EXERCISE BRIEF:
Find the line in the entries below that contains "repository 1000a2090215a8cd". Repeat it exactly, and every line after it through the line that contains "already constructed backends.".

Items listed in a dataset:
.....
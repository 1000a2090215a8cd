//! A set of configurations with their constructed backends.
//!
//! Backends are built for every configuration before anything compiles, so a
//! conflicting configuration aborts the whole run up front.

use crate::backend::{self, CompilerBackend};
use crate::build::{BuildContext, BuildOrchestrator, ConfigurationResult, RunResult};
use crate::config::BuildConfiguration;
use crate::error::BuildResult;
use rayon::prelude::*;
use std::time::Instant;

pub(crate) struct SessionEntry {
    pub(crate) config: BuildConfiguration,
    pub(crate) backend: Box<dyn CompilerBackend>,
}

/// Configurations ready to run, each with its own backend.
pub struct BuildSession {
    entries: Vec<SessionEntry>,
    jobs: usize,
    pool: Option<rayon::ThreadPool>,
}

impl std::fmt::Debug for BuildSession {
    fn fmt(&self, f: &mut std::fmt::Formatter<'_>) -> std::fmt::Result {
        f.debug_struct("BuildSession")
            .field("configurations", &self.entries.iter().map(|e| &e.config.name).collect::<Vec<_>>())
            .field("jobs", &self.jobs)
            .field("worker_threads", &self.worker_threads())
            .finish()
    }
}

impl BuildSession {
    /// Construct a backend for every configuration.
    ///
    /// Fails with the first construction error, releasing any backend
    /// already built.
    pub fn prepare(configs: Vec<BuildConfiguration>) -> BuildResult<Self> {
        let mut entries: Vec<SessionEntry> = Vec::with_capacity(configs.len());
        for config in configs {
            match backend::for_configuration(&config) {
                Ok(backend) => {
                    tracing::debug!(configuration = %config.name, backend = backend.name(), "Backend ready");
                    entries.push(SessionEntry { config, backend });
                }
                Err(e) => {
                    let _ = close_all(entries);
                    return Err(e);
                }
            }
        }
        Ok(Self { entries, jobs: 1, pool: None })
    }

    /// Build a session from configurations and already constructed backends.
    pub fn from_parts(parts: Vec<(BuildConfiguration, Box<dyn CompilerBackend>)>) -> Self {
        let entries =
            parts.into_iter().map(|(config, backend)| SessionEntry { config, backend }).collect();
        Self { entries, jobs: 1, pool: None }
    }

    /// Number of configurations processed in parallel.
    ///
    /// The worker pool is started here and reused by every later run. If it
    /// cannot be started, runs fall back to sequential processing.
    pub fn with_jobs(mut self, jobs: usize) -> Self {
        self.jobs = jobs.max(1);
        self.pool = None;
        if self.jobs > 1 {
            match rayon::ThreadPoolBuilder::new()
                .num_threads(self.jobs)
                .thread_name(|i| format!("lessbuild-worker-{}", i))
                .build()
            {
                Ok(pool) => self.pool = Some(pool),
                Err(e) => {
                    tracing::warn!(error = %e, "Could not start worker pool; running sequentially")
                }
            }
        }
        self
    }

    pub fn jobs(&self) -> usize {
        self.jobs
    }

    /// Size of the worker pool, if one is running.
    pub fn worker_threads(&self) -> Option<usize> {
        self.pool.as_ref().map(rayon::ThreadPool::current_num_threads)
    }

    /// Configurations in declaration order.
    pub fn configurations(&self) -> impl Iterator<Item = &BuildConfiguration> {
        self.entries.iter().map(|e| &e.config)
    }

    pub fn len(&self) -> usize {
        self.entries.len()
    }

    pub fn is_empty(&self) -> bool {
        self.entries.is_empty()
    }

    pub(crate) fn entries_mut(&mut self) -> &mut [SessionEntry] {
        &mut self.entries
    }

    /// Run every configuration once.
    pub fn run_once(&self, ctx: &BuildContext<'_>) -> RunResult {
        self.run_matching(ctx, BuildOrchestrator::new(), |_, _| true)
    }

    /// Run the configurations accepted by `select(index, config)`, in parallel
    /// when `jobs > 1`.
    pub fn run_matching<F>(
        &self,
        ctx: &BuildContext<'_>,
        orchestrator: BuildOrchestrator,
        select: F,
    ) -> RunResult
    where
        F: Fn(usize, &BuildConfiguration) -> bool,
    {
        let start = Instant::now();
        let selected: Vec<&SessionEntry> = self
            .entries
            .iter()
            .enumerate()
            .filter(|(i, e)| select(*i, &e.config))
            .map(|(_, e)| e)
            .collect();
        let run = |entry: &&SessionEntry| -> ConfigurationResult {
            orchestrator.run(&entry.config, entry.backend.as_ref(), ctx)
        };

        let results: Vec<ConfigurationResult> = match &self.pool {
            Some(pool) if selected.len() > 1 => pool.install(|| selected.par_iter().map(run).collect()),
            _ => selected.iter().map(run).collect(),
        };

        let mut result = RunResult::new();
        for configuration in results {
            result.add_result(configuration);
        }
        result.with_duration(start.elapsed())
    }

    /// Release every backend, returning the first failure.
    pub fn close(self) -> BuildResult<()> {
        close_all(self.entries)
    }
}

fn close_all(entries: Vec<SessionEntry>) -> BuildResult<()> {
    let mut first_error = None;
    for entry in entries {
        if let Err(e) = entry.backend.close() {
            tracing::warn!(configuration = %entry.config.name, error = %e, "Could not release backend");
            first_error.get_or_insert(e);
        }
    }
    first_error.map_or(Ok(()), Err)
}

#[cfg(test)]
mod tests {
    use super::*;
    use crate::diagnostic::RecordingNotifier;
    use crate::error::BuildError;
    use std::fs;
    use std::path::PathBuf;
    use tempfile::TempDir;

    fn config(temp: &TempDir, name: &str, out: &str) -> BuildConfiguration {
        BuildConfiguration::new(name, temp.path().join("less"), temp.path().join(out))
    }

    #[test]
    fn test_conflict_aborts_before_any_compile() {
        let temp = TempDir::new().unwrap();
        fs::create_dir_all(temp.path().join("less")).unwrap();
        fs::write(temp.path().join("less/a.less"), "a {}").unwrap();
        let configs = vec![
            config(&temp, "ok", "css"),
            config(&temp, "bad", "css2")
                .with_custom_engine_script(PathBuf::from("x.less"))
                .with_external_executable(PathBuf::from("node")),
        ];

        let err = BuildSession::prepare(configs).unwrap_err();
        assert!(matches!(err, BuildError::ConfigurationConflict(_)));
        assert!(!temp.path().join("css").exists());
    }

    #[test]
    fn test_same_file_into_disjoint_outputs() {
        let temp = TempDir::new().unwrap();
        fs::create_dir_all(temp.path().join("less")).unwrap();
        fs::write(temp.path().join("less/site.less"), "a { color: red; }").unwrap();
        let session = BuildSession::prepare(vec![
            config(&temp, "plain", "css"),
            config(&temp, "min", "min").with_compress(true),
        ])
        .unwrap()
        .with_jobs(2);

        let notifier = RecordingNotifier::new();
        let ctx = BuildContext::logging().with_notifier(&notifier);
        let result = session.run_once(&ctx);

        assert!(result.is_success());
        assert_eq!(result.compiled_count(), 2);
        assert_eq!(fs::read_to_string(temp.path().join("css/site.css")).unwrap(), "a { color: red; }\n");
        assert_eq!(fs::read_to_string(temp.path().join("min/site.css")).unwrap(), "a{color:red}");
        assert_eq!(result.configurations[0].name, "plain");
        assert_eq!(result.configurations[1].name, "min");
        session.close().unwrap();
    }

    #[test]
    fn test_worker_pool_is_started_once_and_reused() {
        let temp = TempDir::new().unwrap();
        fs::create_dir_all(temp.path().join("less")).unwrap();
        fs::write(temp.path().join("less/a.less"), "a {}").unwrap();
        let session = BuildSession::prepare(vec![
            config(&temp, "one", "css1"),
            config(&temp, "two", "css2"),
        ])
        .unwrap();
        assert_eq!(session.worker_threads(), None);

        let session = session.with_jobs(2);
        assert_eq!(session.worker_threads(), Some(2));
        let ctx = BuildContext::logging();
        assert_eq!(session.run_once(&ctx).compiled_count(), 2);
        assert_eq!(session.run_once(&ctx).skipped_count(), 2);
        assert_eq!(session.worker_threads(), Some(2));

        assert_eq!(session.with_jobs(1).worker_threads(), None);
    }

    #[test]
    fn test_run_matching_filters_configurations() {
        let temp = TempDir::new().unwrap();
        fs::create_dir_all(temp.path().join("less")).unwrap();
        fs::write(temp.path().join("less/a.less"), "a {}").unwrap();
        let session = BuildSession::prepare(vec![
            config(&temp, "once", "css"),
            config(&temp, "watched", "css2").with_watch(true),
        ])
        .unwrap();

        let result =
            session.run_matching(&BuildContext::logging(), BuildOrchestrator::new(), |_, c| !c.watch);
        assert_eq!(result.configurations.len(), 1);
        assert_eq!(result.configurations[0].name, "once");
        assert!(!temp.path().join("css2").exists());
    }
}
.....
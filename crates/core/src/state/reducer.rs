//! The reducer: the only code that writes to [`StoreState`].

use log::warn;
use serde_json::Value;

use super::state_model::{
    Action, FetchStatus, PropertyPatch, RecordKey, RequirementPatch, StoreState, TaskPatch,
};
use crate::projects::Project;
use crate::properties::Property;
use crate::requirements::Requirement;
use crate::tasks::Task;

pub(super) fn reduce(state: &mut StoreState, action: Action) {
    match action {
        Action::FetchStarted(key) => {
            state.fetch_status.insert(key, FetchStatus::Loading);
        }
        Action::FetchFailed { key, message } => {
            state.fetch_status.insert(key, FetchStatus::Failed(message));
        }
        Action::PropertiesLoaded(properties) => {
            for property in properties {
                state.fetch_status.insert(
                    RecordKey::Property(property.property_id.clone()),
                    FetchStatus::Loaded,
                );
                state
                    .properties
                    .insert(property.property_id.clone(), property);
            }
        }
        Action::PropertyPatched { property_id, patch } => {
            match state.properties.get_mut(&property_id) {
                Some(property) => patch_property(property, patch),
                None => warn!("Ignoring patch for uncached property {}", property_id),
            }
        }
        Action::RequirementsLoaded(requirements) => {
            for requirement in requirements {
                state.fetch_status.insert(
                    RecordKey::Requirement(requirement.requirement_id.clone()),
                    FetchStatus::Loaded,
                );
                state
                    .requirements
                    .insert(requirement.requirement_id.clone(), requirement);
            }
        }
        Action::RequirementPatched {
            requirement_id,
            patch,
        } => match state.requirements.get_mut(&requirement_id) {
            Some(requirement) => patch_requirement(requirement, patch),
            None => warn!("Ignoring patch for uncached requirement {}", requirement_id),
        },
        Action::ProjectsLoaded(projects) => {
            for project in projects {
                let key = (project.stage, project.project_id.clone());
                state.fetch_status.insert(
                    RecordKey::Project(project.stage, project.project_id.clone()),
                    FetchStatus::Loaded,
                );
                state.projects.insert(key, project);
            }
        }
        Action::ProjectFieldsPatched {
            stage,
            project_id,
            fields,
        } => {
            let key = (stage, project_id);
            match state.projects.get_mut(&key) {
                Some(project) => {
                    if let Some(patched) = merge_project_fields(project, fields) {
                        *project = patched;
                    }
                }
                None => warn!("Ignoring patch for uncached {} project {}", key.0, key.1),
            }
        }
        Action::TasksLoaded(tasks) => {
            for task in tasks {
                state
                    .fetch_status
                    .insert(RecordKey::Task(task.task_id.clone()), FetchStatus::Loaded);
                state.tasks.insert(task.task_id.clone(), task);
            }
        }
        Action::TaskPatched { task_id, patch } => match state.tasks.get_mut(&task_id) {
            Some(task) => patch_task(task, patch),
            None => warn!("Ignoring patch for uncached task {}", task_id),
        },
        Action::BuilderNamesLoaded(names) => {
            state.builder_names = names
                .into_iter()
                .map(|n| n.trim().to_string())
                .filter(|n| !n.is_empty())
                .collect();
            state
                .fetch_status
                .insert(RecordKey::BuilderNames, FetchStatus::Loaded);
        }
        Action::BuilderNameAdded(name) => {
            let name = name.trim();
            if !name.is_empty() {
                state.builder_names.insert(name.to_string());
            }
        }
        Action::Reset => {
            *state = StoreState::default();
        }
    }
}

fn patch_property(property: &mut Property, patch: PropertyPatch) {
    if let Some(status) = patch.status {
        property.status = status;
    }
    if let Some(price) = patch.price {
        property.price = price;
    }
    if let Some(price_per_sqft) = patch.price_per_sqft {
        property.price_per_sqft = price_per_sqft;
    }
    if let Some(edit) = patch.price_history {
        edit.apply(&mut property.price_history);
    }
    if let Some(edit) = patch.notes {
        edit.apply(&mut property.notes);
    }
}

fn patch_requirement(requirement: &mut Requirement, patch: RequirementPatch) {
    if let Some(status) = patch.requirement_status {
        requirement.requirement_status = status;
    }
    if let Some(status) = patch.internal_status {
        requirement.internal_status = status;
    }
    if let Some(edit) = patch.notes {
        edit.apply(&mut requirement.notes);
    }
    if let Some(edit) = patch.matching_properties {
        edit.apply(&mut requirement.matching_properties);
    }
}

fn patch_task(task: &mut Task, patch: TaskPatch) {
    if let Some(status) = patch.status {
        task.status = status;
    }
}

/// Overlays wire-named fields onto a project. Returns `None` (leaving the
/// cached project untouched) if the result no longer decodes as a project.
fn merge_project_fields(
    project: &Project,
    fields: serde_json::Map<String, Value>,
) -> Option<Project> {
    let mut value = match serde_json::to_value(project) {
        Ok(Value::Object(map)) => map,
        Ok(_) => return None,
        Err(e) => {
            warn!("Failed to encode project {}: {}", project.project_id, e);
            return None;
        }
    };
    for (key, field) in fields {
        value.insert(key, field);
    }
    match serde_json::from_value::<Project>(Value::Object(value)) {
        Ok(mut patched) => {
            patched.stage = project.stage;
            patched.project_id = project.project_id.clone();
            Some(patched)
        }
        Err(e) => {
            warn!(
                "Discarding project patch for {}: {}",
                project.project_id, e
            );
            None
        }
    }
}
.....
TASK OUTPUT:
repository 1000a2090215a8cd
//! A set of configurations with their constructed backends.
//!
//! Backends are built for every configuration before anything compiles, so a
//! conflicting configuration aborts the whole run up front.

use crate::backend::{self, CompilerBackend};
use crate::build::{BuildContext, BuildOrchestrator, ConfigurationResult, RunResult};
use crate::config::BuildConfiguration;
use crate::error::BuildResult;
use rayon::prelude::*;
use std::time::Instant;

pub(crate) struct SessionEntry {
    pub(crate) config: BuildConfiguration,
    pub(crate) backend: Box<dyn CompilerBackend>,
}

/// Configurations ready to run, each with its own backend.
pub struct BuildSession {
    entries: Vec<SessionEntry>,
    jobs: usize,
    pool: Option<rayon::ThreadPool>,
}

impl std::fmt::Debug for BuildSession {
    fn fmt(&self, f: &mut std::fmt::Formatter<'_>) -> std::fmt::Result {
        f.debug_struct("BuildSession")
            .field("configurations", &self.entries.iter().map(|e| &e.config.name).collect::<Vec<_>>())
            .field("jobs", &self.jobs)
            .field("worker_threads", &self.worker_threads())
            .finish()
    }
}

impl BuildSession {
    /// Construct a backend for every configuration.
    ///
    /// Fails with the first construction error, releasing any backend
    /// already built.
    pub fn prepare(configs: Vec<BuildConfiguration>) -> BuildResult<Self> {
        let mut entries: Vec<SessionEntry> = Vec::with_capacity(configs.len());
        for config in configs {
            match backend::for_configuration(&config) {
                Ok(backend) => {
                    tracing::debug!(configuration = %config.name, backend = backend.name(), "Backend ready");
                    entries.push(SessionEntry { config, backend });
                }
                Err(e) => {
                    let _ = close_all(entries);
                    return Err(e);
                }
            }
        }
        Ok(Self { entries, jobs: 1, pool: None })
    }

    /// Build a session from configurations and already constructed backends.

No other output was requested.